Drum roll, please...
I am thrilled to report that Sophie ate some food today!! Yahooeeeeeee!
Typically, when I have breakfast, she too asks for a plate. When I ask her, "What would you like to eat?", she starts listing off a hodge-podge of unappetizing items: "a Dorito chip and a pickle...with Cool Whip and ketchup." (Mmm. Yummy.) And then, Trained Seal that I am, I jump up and start preparing her request (in the high hopes that one day she will actually eat some little bit of what she has asked for). She never does, really, she just licks at things and/or chews stuff and spits it back out. (Are you getting a feel for why we don't go out to eat in public very often?)
This morning when I asked her what she wanted for breakfast, she said, "Um...a banana and turkey...and some hotdog cheese (a.k.a half an American cheese single, melted on a plate).
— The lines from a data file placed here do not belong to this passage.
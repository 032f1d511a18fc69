//! Session orchestrator: routes user actions to the collaborators and keeps
//! the session's two slots (loaded document, last response) up to date.
//!
//! A failed action never touches the slots.

use std::sync::Arc;

use super::SessionState;
use crate::error::{Error, Result};
use crate::generation::QueryDispatcher;
use crate::providers::{DocumentConverter, LlmProvider, SpeechSynthesizer, TextExtractor};
use crate::types::response::PdfPreview;
use crate::types::{AudioClip, ConvertedDocument, DocumentKind, GenerationResponse, UploadedDocument};

const DEFAULT_PREVIEW_CHARS: usize = 1500;
const DEFAULT_LANGUAGE: &str = "en";

#[derive(Clone)]
pub struct SessionOrchestrator {
    extractor: Arc<dyn TextExtractor>,
    converter: Arc<dyn DocumentConverter>,
    dispatcher: QueryDispatcher,
    speech: Arc<dyn SpeechSynthesizer>,
    preview_chars: usize,
    default_language: String,
}

impl SessionOrchestrator {
    pub fn new(
        extractor: Arc<dyn TextExtractor>,
        converter: Arc<dyn DocumentConverter>,
        llm: Arc<dyn LlmProvider>,
        speech: Arc<dyn SpeechSynthesizer>,
    ) -> Self {
        Self {
            extractor,
            converter,
            dispatcher: QueryDispatcher::new(llm),
            speech,
            preview_chars: DEFAULT_PREVIEW_CHARS,
            default_language: DEFAULT_LANGUAGE.to_string(),
        }
    }

    /// Characters of extracted text returned as the upload preview
    pub fn with_preview_chars(mut self, preview_chars: usize) -> Self {
        self.preview_chars = preview_chars;
        self
    }

    /// Language spoken when a speech request names none
    pub fn with_default_language(mut self, language: impl Into<String>) -> Self {
        self.default_language = language.into();
        self
    }

    pub fn extractor(&self) -> &Arc<dyn TextExtractor> {
        &self.extractor
    }

    pub fn converter(&self) -> &Arc<dyn DocumentConverter> {
        &self.converter
    }

    pub fn dispatcher(&self) -> &QueryDispatcher {
        &self.dispatcher
    }

    pub fn speech(&self) -> &Arc<dyn SpeechSynthesizer> {
        &self.speech
    }

    pub fn default_language(&self) -> &str {
        &self.default_language
    }

    /// Extract a PDF and make it the session's document
    pub async fn on_pdf_upload(
        &self,
        state: &mut SessionState,
        document: &UploadedDocument,
    ) -> Result<PdfPreview> {
        document.expect_kind(DocumentKind::Pdf)?;

        let extracted = self.extractor.extract(document).await?;
        let preview = PdfPreview::from_extracted(&extracted, self.preview_chars);

        if let Some(previous) = state.extracted.replace(extracted) {
            tracing::debug!("Replaced loaded document '{}'", previous.filename);
        }

        Ok(preview)
    }

    /// Ask about the loaded document; the answer becomes the last response
    pub async fn on_document_question(
        &self,
        state: &mut SessionState,
        question: &str,
    ) -> Result<GenerationResponse> {
        let extracted = state.extracted.as_ref().ok_or(Error::NoDocumentLoaded)?;

        let response = self
            .dispatcher
            .answer_from_document(&extracted.text, question)
            .await?;

        state.last_response = Some(response.clone());
        Ok(response)
    }

    /// Convert a DOCX to PDF for download. Session state is not involved.
    pub async fn on_docx_upload(&self, document: &UploadedDocument) -> Result<ConvertedDocument> {
        document.expect_kind(DocumentKind::Docx)?;
        self.converter.convert(document).await
    }

    /// Standalone query, never grounded in the loaded document
    pub async fn on_general_query(
        &self,
        state: &mut SessionState,
        message: &str,
    ) -> Result<GenerationResponse> {
        let response = self.dispatcher.answer_general(message).await?;

        state.last_response = Some(response.clone());
        Ok(response)
    }

    /// Speak the most recent response
    pub async fn on_speech_requested(
        &self,
        state: &SessionState,
        language: Option<&str>,
    ) -> Result<AudioClip> {
        let response = state
            .last_response
            .as_ref()
            .ok_or(Error::NoResponseAvailable)?;

        let language = language
            .map(str::trim)
            .filter(|l| !l.is_empty())
            .unwrap_or(self.default_language.as_str());

        tracing::info!(
            "Speaking {} chars in '{}' via {}",
            response.text.len(),
            language,
            self.speech.name()
        );
        self.speech.synthesize(&response.text, language).await
    }
}
//! Configuration for doc-chat

use serde::{Deserialize, Serialize};
use std::path::{Path, PathBuf};

use crate::error::{Error, Result};

/// Environment variable naming an optional TOML config file
pub const CONFIG_PATH_ENV: &str = "DOC_CHAT_CONFIG";

/// Environment variables checked (in order) for the Gemini API key
pub const API_KEY_ENVS: &[&str] = &["GEMINI_API_KEY", "GOOGLE_API_KEY"];

/// Main configuration
#[derive(Debug, Clone, Default, Serialize, Deserialize)]
#[serde(default)]
pub struct ChatConfig {
    /// Server configuration
    pub server: ServerConfig,
    /// Generation API configuration
    pub llm: LlmConfig,
    /// PDF extraction configuration
    pub extraction: ExtractionConfig,
    /// DOCX to PDF converter configuration
    pub converter: ConverterConfig,
    /// Text-to-speech configuration
    pub speech: SpeechConfig,
    /// Session store configuration
    pub session: SessionConfig,
}

impl ChatConfig {
    /// Load configuration: optional TOML file from `DOC_CHAT_CONFIG`, then
    /// environment overrides.
    pub fn load() -> Result<Self> {
        let mut config = match std::env::var(CONFIG_PATH_ENV) {
            Ok(path) if !path.trim().is_empty() => Self::from_file(path.trim())?,
            _ => Self::default(),
        };
        config.apply_env_from(|key| std::env::var(key).ok());
        config.validate()?;
        Ok(config)
    }

    /// Read a TOML config file
    pub fn from_file(path: impl AsRef<Path>) -> Result<Self> {
        let path = path.as_ref();
        let raw = std::fs::read_to_string(path).map_err(|e| {
            Error::Config(format!("Failed to read config {}: {}", path.display(), e))
        })?;
        Self::from_toml_str(&raw)
    }

    /// Parse a TOML document; missing sections fall back to defaults
    pub fn from_toml_str(raw: &str) -> Result<Self> {
        toml::from_str(raw).map_err(|e| Error::Config(format!("Invalid config: {}", e)))
    }

    /// Apply environment overrides using `lookup` as the variable source
    pub fn apply_env_from<F>(&mut self, lookup: F)
    where
        F: Fn(&str) -> Option<String>,
    {
        let non_empty = |key: &str| lookup(key).filter(|v| !v.trim().is_empty());

        if self.llm.api_key.is_none() {
            self.llm.api_key = API_KEY_ENVS.iter().find_map(|key| non_empty(*key));
        }
        if let Some(host) = non_empty("DOC_CHAT_HOST") {
            self.server.host = host;
        }
        if let Some(port) = non_empty("DOC_CHAT_PORT") {
            match port.trim().parse() {
                Ok(port) => self.server.port = port,
                Err(_) => tracing::warn!("Ignoring invalid DOC_CHAT_PORT value: {}", port),
            }
        }
        if let Some(model) = non_empty("GEMINI_MODEL") {
            self.llm.model = model;
        }
        if let Some(binary) = non_empty("DOC_CHAT_CONVERTER") {
            self.converter.binary = binary;
        }
    }

    /// Reject settings the server cannot run with
    pub fn validate(&self) -> Result<()> {
        if self.server.port == 0 {
            return Err(Error::Config("server.port must be non-zero".to_string()));
        }
        if self.session.preview_chars == 0 {
            return Err(Error::Config("session.preview_chars must be non-zero".to_string()));
        }
        if self.session.max_sessions == 0 {
            return Err(Error::Config("session.max_sessions must be non-zero".to_string()));
        }
        if self.llm.max_prompt_chars == 0 {
            return Err(Error::Config("llm.max_prompt_chars must be non-zero".to_string()));
        }
        if self.speech.max_segment_chars == 0 {
            return Err(Error::Config("speech.max_segment_chars must be non-zero".to_string()));
        }
        let timeouts = [
            ("llm.timeout_secs", self.llm.timeout_secs),
            ("extraction.timeout_secs", self.extraction.timeout_secs),
            ("converter.timeout_secs", self.converter.timeout_secs),
            ("speech.timeout_secs", self.speech.timeout_secs),
        ];
        for (name, secs) in timeouts {
            if secs == 0 {
                return Err(Error::Config(format!("{} must be non-zero", name)));
            }
        }
        Ok(())
    }
}

/// Server configuration
#[derive(Debug, Clone, Serialize, Deserialize)]
#[serde(default)]
pub struct ServerConfig {
    /// Host address
    pub host: String,
    /// Port number
    pub port: u16,
    /// Enable CORS
    pub enable_cors: bool,
    /// Maximum upload size in bytes (default: 50MB)
    pub max_upload_size: usize,
}

impl Default for ServerConfig {
    fn default() -> Self {
        Self {
            host: "127.0.0.1".to_string(),
            port: 8501,
            enable_cors: false,
            max_upload_size: 50 * 1024 * 1024,
        }
    }
}

/// Gemini configuration
#[derive(Debug, Clone, Serialize, Deserialize)]
#[serde(default)]
pub struct LlmConfig {
    /// API base URL
    pub base_url: String,
    /// Generation model name
    pub model: String,
    /// API key; usually supplied through `GEMINI_API_KEY`
    #[serde(skip_serializing)]
    pub api_key: Option<String>,
    /// Temperature for generation (None = model default)
    pub temperature: Option<f32>,
    /// Output token cap (None = model default)
    pub max_output_tokens: Option<u32>,
    /// Largest prompt, in characters, sent to the API
    pub max_prompt_chars: usize,
    /// Request timeout in seconds
    pub timeout_secs: u64,
}

impl Default for LlmConfig {
    fn default() -> Self {
        Self {
            base_url: "https://generativelanguage.googleapis.com".to_string(),
            model: "gemini-1.5-flash".to_string(),
            api_key: None,
            temperature: None,
            max_output_tokens: None,
            // ~1M token window at roughly 3 characters per token
            max_prompt_chars: 3_000_000,
            timeout_secs: 120,
        }
    }
}

/// PDF extraction configuration
#[derive(Debug, Clone, Serialize, Deserialize)]
#[serde(default)]
pub struct ExtractionConfig {
    /// Time allowed for the primary extractor before falling back to lopdf
    pub timeout_secs: u64,
}

impl Default for ExtractionConfig {
    fn default() -> Self {
        Self { timeout_secs: 60 }
    }
}

/// DOCX to PDF converter configuration
#[derive(Debug, Clone, Serialize, Deserialize)]
#[serde(default)]
pub struct ConverterConfig {
    /// LibreOffice executable
    pub binary: String,
    /// Conversion timeout in seconds
    pub timeout_secs: u64,
    /// Directory under which per-call temp directories are created
    /// (None = system temp dir)
    pub scratch_dir: Option<PathBuf>,
}

impl Default for ConverterConfig {
    fn default() -> Self {
        Self {
            binary: "soffice".to_string(),
            timeout_secs: 120,
            scratch_dir: None,
        }
    }
}

/// Text-to-speech configuration
#[derive(Debug, Clone, Serialize, Deserialize)]
#[serde(default)]
pub struct SpeechConfig {
    /// TTS endpoint base URL
    pub base_url: String,
    /// Language used when a request names none
    pub default_language: String,
    /// Longest text segment sent per request
    pub max_segment_chars: usize,
    /// Slower speech
    pub slow: bool,
    /// Request timeout in seconds
    pub timeout_secs: u64,
}

impl Default for SpeechConfig {
    fn default() -> Self {
        Self {
            base_url: "https://translate.google.com".to_string(),
            default_language: "en".to_string(),
            max_segment_chars: 100,
            slow: false,
            timeout_secs: 30,
        }
    }
}

/// Session configuration
#[derive(Debug, Clone, Serialize, Deserialize)]
#[serde(default)]
pub struct SessionConfig {
    /// Characters of extracted text shown in the preview
    pub preview_chars: usize,
    /// Idle time after which a session is dropped
    pub idle_ttl_secs: u64,
    /// Maximum live sessions (least recently used evicted first)
    pub max_sessions: usize,
}

impl Default for SessionConfig {
    fn default() -> Self {
        Self {
            preview_chars: 1500,
            idle_ttl_secs: 3600,
            max_sessions: 1000,
        }
    }
}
I handed her plate to her at the table, and then I set to work cleaning up the kitchen -washing dishes, unloading the dishwasher, wiping off the counters. A few minutes later, I looked over and saw that she was sitting in front of the television watching "Handy Manny"...and her plate was completely empty. I called her over and saw that her mouth was empty as well. I said, "Sophie, where did your food go?" (Typically, the answer is: in the trashcan or spit out into a napkin. But sometimes we play Guess-Where-The-Food-Is: hidden behind the couch cushion, in the plant dirt, or wadded up under her blanket. ...But never is it where food is supposed to be.)
She replied, "Mama, it went down my chute!"
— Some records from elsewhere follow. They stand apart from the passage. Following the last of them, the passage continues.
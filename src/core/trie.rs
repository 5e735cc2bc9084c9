// --- File: src/core/trie.rs
use crate::core::types::WordId;
use std::collections::{BinaryHeap, HashMap};

#[derive(Debug, Clone)]
struct TrieNode {
    children: HashMap<u8, usize>,
    word_id: Option<WordId>,
    /// Smallest WordId stored anywhere below (and including) this node.
    min_id_in_subtree: WordId,
}

impl TrieNode {
    fn new() -> Self {
        Self { children: HashMap::new(), word_id: None, min_id_in_subtree: WordId::MAX }
    }
}

/// Byte trie over romanized keys, used for prefix completion.
///
/// Completions come back in definition order (ascending `WordId`), so the
/// subtree minimum lets the search skip branches that cannot improve the
/// current top-k.
#[derive(Debug, Clone)]
pub struct WordTrie {
    nodes: Vec<TrieNode>,
}

impl Default for WordTrie {
    fn default() -> Self {
        Self::new()
    }
}

impl WordTrie {
    pub fn new() -> Self {
        Self { nodes: vec![TrieNode::new()] }
    }

    /// Maps `key` to `word_id`. Re-inserting a key keeps the id it already has.
    /// O(k) where k is the key length.
    pub fn insert(&mut self, key: &str, word_id: WordId) {
        let mut node_idx = 0;
        let mut path = vec![0];
        for &byte in key.as_bytes() {
            let next_idx = if let Some(&id) = self.nodes[node_idx].children.get(&byte) {
                id
            } else {
                let new_node_id = self.nodes.len();
                self.nodes.push(TrieNode::new());
                self.nodes[node_idx].children.insert(byte, new_node_id);
                new_node_id
            };
            node_idx = next_idx;
            path.push(node_idx);
        }

        let stored = *self.nodes[node_idx].word_id.get_or_insert(word_id);

        for &idx in path.iter().rev() {
            let node = &mut self.nodes[idx];
            if stored < node.min_id_in_subtree {
                node.min_id_in_subtree = stored;
            } else {
                break;
            }
        }
    }

    /// The first `k` ids, in ascending order, whose key starts with `prefix`.
    pub fn first_k_with_prefix(&self, prefix: &str, k: usize) -> Vec<WordId> {
        if k == 0 {
            return vec![];
        }
        let mut node_idx = 0;
        for &byte in prefix.as_bytes() {
            match self.nodes[node_idx].children.get(&byte) {
                Some(&next_idx) => node_idx = next_idx,
                None => return vec![],
            }
        }

        // Max-heap of the k smallest ids seen so far.
        let mut heap = BinaryHeap::with_capacity(k + 1);
        self.dfs_search(node_idx, k, &mut heap);
        heap.into_sorted_vec()
    }

    fn dfs_search(&self, node_idx: usize, k: usize, heap: &mut BinaryHeap<WordId>) {
        let node = &self.nodes[node_idx];
        if let Some(id) = node.word_id {
            heap.push(id);
            if heap.len() > k {
                heap.pop();
            }
        }

        for &child_idx in node.children.values() {
            let worst_kept = if heap.len() == k { heap.peek().copied() } else { None };
            let child_min = self.nodes[child_idx].min_id_in_subtree;
            if worst_kept.map_or(true, |worst| child_min < worst) {
                self.dfs_search(child_idx, k, heap);
            }
        }
    }
}

#[cfg(test)]
mod tests {
    use super::*;

    fn trie(keys: &[&str]) -> WordTrie {
        let mut t = WordTrie::new();
        for (id, key) in keys.iter().enumerate() {
            t.insert(key, id);
        }
        t
    }

    #[test]
    fn prefix_results_in_definition_order() {
        let t = trie(&["thulo", "plate", "thali", "than", "thermos"]);
        assert_eq!(t.first_k_with_prefix("th", 10), vec![0, 2, 3, 4]);
        assert_eq!(t.first_k_with_prefix("tha", 10), vec![2, 3]);
    }

    #[test]
    fn limit_keeps_earliest() {
        let t = trie(&["aa", "ab", "ac", "ad", "ae", "af", "ag"]);
        assert_eq!(t.first_k_with_prefix("a", 5), vec![0, 1, 2, 3, 4]);
        assert_eq!(t.first_k_with_prefix("a", 0), Vec::<WordId>::new());
    }

    #[test]
    fn exact_key_is_its_own_prefix() {
        let t = trie(&["pan", "pack"]);
        assert_eq!(t.first_k_with_prefix("pan", 5), vec![0]);
    }

    #[test]
    fn missing_prefix() {
        let t = trie(&["pan"]);
        assert!(t.first_k_with_prefix("x", 5).is_empty());
        assert!(t.first_k_with_prefix("pane", 5).is_empty());
    }

    #[test]
    fn reinsert_keeps_first_id() {
        let mut t = trie(&["thali", "steel"]);
        t.insert("thali", 7);
        assert_eq!(t.first_k_with_prefix("", 5), vec![0, 1]);
    }
}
She tipped her head back and opened wide to show me. Indeed, her mouth was empty! I said, "Sophie? You ate your cheese, and your banana, and your turkey? ...You swallowed it??" (Occasionally she'll eat a smidge of cheese or banana - basically holding it in her mouth until it liquefies. Turkey, however, like most everything else, she chews for an hour (literally) like gum, and then spits it all back out in a pulverized clump.)
She grinned huge, all puffed up and obviously proud of herself, "I did, Mama! I sfvallowed it all. It all went down my chute!"
(Clunk. Crash. Kaboom. Mom falls out dead on the floor...)
Hallelujah!! Thank you, Lord, for small miracles.
I felt a little goofy getting misty-eyed over a little turkey swallowing. But hey, it's my whacked out life and I'll cry if I want to! (Hee.)